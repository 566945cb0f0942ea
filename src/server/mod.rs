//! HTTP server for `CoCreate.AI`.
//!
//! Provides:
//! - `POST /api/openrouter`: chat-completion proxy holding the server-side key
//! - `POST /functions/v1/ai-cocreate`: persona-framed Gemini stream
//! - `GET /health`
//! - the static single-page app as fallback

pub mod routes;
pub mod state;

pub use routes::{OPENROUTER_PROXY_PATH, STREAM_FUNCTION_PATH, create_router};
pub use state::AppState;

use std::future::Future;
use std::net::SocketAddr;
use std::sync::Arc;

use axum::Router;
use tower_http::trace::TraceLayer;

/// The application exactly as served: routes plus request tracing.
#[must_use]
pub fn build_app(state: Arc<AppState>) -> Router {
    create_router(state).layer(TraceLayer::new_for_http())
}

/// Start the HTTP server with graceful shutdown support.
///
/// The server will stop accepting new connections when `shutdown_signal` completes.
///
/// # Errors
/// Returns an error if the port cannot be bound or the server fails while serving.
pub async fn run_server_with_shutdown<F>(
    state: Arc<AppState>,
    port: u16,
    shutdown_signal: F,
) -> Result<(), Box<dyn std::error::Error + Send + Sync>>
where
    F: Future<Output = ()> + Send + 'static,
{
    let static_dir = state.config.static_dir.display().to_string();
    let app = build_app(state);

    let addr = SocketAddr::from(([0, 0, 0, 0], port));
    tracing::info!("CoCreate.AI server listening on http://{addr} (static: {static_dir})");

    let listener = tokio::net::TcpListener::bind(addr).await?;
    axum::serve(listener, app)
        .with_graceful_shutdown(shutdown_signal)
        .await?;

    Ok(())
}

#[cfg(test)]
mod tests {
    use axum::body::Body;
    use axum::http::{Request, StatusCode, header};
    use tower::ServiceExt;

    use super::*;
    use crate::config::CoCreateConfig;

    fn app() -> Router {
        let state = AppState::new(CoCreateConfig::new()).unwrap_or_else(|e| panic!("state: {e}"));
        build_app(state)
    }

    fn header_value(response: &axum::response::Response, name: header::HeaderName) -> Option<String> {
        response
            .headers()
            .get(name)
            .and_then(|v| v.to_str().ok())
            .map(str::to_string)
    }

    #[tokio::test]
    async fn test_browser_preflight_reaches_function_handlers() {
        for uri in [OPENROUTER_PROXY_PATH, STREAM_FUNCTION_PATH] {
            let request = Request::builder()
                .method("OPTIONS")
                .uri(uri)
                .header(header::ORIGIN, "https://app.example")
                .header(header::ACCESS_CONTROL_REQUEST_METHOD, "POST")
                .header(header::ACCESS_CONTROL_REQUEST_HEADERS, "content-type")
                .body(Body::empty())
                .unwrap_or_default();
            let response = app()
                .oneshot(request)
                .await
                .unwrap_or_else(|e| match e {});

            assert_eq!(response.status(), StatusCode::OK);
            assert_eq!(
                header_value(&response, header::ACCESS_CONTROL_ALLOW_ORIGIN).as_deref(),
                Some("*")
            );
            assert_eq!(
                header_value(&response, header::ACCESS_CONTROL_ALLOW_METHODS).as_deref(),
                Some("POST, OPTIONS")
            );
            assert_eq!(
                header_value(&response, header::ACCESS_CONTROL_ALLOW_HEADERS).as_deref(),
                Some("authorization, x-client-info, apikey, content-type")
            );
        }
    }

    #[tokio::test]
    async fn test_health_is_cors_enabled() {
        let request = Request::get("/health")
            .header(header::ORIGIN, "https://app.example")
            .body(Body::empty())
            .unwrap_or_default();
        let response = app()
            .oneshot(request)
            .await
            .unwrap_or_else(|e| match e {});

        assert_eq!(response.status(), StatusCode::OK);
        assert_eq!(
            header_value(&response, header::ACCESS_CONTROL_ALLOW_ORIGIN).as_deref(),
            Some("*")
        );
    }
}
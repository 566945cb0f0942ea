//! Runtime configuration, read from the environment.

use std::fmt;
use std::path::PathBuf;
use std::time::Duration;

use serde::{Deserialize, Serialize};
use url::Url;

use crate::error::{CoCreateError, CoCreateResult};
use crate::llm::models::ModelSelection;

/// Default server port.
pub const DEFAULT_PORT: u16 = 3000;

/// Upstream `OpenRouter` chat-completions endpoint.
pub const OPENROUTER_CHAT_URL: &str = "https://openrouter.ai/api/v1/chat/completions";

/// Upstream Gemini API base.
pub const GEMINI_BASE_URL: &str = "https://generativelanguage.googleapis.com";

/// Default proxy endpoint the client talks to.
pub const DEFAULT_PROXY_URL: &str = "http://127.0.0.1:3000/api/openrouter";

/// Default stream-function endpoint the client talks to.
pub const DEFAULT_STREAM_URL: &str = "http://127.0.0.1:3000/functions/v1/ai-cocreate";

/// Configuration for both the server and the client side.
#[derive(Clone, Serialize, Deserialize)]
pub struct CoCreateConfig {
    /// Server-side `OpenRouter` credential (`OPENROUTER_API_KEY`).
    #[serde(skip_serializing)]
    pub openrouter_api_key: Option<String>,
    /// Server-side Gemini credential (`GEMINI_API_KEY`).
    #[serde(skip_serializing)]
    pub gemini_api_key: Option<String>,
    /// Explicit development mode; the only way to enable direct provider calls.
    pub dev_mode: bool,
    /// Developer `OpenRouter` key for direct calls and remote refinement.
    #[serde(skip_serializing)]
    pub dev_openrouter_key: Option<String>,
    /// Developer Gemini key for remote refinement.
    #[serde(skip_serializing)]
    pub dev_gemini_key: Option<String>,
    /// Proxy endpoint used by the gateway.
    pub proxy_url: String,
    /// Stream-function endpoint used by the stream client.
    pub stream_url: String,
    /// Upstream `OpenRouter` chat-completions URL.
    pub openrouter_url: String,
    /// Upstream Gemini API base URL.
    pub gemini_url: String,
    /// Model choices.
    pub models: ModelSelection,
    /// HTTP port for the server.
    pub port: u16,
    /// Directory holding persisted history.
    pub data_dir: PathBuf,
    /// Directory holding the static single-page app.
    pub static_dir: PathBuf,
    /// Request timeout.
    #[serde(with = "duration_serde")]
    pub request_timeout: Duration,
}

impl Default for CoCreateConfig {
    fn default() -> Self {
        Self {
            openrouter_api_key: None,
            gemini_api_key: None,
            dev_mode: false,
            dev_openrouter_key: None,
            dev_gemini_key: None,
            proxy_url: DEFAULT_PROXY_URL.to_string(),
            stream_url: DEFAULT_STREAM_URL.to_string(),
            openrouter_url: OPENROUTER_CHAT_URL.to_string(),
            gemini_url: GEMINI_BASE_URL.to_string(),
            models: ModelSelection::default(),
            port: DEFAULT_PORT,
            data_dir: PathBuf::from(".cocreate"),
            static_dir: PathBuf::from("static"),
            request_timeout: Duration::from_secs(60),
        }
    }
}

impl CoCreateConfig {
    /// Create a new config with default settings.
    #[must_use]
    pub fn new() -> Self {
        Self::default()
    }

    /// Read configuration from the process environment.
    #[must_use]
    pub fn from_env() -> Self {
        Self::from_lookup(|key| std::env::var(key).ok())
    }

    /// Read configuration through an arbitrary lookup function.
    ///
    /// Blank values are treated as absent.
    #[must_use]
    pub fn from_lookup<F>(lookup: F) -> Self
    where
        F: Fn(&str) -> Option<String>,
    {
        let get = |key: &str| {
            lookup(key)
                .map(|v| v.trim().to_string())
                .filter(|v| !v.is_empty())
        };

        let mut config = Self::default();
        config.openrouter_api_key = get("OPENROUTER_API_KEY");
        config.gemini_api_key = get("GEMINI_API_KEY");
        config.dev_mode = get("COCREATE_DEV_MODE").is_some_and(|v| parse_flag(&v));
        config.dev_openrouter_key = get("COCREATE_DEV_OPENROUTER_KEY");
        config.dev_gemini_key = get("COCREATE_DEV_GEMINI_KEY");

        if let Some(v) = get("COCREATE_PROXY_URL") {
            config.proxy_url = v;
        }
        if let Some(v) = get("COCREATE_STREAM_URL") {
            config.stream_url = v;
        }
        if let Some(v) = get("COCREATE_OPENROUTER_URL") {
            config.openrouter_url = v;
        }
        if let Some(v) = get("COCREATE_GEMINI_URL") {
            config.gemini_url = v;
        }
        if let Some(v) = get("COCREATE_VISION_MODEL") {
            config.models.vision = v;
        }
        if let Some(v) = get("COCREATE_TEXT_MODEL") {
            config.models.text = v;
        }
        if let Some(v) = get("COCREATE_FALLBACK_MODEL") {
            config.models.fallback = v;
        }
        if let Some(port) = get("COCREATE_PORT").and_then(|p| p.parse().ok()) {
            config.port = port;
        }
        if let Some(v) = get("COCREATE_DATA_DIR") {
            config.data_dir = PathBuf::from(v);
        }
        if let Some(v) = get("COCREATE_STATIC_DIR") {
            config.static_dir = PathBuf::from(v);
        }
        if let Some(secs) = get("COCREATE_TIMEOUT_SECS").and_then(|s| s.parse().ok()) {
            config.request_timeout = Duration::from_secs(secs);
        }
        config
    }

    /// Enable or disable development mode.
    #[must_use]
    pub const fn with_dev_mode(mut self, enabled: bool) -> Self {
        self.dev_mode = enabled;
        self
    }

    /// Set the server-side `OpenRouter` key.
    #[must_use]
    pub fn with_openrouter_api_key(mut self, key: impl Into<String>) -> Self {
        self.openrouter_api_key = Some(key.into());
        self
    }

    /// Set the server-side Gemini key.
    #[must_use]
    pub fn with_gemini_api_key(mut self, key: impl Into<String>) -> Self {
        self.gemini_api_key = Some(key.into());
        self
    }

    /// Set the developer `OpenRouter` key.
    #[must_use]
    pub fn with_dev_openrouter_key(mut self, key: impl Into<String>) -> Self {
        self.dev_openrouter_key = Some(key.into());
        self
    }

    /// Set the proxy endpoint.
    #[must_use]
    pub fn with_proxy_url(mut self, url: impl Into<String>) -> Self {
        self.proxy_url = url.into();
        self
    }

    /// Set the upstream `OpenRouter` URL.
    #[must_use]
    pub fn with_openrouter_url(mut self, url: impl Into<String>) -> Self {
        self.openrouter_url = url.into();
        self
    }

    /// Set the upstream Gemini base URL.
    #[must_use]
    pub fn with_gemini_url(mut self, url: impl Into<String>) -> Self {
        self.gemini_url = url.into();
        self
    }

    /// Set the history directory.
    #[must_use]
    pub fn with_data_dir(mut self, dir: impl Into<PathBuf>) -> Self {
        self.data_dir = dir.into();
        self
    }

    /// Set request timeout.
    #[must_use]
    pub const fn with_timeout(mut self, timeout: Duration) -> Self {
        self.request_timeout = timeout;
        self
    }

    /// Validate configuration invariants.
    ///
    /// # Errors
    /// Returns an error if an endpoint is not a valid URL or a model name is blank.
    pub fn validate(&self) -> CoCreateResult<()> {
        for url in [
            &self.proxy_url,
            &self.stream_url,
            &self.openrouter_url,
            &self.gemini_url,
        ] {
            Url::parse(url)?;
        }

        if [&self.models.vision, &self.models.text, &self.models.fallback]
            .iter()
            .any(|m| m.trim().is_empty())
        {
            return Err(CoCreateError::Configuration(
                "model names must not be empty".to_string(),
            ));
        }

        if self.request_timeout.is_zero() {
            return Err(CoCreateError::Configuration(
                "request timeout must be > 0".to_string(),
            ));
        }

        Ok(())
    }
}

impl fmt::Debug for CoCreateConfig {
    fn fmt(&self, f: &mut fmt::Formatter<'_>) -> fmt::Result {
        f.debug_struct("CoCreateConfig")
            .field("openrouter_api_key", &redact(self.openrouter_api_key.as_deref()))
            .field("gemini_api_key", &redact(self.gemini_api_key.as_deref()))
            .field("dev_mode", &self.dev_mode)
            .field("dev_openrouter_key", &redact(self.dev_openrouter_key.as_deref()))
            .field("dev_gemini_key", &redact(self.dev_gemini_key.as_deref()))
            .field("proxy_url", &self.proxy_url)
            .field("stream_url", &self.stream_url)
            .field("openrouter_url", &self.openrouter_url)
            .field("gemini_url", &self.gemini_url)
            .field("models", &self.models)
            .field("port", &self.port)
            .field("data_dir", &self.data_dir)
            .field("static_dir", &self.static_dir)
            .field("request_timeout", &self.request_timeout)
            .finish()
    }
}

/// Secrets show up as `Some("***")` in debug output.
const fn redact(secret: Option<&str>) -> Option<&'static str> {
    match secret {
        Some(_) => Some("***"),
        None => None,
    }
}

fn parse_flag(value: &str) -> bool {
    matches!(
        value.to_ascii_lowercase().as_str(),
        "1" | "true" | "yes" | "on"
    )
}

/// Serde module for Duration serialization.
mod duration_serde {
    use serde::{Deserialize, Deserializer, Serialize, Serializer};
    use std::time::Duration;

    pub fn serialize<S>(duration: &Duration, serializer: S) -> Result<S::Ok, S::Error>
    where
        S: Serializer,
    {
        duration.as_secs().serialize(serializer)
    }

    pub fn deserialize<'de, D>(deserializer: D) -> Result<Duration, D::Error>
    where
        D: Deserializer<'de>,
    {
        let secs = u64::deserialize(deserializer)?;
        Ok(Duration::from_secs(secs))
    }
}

━━━━━━━━━━━━━━━━

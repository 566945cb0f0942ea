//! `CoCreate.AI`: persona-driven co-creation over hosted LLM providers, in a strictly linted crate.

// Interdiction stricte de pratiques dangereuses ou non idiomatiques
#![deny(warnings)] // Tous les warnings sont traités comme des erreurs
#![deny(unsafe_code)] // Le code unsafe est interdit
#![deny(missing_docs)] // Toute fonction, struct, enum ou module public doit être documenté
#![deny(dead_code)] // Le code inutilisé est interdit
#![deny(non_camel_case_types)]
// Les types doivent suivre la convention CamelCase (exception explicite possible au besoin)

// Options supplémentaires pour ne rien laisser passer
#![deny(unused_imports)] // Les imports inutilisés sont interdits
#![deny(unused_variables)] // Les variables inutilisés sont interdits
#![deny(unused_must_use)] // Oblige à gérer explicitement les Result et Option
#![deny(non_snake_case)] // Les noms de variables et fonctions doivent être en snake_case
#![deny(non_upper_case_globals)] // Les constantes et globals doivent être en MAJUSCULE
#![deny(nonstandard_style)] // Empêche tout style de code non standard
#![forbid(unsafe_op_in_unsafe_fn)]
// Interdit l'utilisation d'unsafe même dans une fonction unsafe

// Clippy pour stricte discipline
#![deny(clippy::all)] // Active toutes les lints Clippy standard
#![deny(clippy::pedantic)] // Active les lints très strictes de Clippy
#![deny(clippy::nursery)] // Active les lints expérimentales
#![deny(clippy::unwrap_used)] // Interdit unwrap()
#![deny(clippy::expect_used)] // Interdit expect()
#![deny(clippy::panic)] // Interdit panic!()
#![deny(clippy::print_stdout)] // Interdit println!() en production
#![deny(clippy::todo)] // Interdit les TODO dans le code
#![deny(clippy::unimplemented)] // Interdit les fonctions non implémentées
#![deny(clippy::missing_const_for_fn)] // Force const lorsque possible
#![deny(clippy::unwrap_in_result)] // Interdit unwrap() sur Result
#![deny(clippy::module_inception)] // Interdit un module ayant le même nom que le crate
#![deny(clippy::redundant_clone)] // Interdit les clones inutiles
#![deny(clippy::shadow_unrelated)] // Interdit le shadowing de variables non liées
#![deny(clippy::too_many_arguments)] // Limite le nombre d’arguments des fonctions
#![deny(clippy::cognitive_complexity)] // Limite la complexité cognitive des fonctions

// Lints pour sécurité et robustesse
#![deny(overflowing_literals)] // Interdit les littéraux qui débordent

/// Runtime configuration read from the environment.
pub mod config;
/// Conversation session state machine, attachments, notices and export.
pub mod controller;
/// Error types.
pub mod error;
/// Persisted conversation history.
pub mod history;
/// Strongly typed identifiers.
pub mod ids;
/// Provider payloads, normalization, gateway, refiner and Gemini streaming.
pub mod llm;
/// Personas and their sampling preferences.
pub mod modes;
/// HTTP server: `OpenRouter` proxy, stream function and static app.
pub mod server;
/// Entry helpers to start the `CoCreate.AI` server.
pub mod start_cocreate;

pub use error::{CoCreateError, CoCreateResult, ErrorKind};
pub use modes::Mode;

━━━━━━━━━━━━━━━━

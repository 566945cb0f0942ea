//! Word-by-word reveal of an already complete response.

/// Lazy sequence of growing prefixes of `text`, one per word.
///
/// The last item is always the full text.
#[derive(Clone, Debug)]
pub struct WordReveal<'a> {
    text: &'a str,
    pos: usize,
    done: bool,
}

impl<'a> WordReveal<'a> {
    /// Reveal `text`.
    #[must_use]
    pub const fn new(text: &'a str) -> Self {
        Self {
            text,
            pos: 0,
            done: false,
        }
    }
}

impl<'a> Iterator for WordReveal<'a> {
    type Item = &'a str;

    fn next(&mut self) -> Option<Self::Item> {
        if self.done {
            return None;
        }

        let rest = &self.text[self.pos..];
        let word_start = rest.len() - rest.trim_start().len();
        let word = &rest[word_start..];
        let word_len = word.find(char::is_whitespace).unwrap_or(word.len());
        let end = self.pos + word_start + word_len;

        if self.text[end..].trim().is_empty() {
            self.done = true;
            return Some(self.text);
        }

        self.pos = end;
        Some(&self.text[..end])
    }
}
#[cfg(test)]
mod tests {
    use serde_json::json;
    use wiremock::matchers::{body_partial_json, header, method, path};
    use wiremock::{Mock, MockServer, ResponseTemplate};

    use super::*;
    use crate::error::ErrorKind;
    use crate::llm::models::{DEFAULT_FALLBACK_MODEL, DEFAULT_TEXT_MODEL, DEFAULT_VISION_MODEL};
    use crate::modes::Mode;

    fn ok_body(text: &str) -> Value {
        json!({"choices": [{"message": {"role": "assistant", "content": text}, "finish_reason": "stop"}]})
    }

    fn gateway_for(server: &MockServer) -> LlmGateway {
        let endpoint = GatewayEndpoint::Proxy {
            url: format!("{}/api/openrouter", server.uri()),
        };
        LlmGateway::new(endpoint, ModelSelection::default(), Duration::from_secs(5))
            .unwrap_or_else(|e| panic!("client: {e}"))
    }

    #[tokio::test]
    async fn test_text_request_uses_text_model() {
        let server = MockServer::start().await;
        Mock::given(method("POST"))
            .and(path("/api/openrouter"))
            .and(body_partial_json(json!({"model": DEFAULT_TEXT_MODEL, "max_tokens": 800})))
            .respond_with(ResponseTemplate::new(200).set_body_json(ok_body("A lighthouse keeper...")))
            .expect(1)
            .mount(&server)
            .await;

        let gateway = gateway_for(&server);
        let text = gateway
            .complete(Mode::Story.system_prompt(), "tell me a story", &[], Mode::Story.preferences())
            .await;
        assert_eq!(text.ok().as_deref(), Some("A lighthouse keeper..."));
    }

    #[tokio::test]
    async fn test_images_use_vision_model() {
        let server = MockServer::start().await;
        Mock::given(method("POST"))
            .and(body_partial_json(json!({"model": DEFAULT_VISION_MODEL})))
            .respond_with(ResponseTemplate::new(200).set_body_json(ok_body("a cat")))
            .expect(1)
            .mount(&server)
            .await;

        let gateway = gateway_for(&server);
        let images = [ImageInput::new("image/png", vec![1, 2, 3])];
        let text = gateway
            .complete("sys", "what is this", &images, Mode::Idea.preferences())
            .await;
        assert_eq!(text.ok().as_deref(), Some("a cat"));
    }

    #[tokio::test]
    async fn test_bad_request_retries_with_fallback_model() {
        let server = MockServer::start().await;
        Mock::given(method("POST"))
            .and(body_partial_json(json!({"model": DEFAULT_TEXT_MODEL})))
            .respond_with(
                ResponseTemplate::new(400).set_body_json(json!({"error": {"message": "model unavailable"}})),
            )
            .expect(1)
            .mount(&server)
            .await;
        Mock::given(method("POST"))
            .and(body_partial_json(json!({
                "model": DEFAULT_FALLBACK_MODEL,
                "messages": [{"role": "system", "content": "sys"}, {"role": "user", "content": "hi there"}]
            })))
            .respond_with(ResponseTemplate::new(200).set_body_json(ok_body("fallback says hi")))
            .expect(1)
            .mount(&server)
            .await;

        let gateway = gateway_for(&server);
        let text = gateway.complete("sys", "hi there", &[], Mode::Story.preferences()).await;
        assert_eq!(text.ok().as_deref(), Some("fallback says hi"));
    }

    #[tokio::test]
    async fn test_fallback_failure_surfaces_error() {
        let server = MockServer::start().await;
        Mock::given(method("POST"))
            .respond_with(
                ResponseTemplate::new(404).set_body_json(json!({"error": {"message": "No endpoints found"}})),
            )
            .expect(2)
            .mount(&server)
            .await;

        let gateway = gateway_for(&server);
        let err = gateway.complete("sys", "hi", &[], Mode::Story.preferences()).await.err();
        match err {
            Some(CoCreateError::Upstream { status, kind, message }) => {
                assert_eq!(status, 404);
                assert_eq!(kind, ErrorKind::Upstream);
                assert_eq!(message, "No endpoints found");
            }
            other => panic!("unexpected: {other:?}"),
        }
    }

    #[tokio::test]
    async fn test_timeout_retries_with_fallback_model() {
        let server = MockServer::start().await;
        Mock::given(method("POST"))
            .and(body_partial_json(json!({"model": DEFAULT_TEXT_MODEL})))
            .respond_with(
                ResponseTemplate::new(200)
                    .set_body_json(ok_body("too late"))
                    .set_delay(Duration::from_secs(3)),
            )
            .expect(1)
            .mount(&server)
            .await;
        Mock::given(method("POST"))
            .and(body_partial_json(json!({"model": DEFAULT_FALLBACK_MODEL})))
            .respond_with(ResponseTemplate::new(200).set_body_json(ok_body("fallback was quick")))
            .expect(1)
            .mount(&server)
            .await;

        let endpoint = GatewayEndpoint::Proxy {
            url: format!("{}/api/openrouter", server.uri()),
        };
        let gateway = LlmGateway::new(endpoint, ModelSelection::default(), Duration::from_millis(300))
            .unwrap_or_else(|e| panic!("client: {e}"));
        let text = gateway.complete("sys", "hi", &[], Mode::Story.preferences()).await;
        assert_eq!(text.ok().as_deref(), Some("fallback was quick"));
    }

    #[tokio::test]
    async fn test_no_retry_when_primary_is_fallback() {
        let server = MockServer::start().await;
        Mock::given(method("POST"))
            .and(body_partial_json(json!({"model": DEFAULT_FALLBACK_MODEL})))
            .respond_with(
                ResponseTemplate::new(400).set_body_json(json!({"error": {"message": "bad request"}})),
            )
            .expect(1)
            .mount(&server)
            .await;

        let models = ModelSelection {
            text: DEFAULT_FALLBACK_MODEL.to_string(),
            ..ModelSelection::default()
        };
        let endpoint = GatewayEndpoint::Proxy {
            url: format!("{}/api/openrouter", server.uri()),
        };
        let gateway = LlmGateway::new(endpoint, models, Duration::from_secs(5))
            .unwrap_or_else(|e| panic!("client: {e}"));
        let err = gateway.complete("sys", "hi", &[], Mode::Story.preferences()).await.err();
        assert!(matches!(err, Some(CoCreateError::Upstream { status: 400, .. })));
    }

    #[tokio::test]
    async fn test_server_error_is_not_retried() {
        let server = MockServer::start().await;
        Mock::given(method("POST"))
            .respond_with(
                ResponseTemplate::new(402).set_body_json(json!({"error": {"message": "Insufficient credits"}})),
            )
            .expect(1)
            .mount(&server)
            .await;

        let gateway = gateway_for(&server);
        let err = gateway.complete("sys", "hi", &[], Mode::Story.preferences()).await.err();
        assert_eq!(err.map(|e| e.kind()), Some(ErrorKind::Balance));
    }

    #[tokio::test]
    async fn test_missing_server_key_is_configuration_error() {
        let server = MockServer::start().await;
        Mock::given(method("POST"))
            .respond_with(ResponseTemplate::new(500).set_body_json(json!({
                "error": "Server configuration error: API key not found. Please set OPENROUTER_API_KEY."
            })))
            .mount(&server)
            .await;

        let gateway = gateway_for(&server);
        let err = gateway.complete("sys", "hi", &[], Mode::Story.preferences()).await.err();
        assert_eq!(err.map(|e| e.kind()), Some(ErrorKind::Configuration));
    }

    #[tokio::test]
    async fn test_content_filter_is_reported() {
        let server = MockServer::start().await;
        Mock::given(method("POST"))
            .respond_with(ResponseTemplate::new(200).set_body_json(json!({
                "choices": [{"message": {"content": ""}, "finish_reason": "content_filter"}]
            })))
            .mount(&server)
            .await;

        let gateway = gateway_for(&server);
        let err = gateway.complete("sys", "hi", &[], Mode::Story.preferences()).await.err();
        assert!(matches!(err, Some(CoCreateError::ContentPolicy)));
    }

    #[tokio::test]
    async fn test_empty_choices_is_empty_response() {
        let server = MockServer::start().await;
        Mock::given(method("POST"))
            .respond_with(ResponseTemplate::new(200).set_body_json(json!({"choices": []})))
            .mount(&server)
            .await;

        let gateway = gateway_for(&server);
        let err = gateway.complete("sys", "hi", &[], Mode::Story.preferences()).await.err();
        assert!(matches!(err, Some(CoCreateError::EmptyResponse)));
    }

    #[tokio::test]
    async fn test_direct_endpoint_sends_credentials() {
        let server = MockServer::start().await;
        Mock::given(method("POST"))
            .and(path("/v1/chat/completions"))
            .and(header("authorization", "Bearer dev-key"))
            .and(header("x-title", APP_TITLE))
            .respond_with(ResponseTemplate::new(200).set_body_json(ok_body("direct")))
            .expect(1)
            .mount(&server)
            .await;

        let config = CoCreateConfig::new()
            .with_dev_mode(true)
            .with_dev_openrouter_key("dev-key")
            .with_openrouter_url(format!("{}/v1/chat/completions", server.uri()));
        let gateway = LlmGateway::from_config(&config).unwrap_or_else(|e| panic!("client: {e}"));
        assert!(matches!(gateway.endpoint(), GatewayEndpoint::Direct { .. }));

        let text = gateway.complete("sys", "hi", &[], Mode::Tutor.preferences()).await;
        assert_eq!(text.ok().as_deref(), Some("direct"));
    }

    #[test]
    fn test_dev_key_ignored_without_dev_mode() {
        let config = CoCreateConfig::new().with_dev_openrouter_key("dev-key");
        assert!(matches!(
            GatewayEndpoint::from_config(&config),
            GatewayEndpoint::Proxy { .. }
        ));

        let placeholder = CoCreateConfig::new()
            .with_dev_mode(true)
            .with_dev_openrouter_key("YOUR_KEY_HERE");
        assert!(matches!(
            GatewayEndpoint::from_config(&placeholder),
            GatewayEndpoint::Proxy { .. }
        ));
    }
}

━━━━━━━━━━━━━━━━

WHAT YOU WILL DO – Which lines in the data above hold the word "stop"? Return each of them.

SOLUTION –
/// The server will stop accepting new connections when `shutdown_signal` completes.
        json!({"choices": [{"message": {"role": "assistant", "content": text}, "finish_reason": "stop"}]})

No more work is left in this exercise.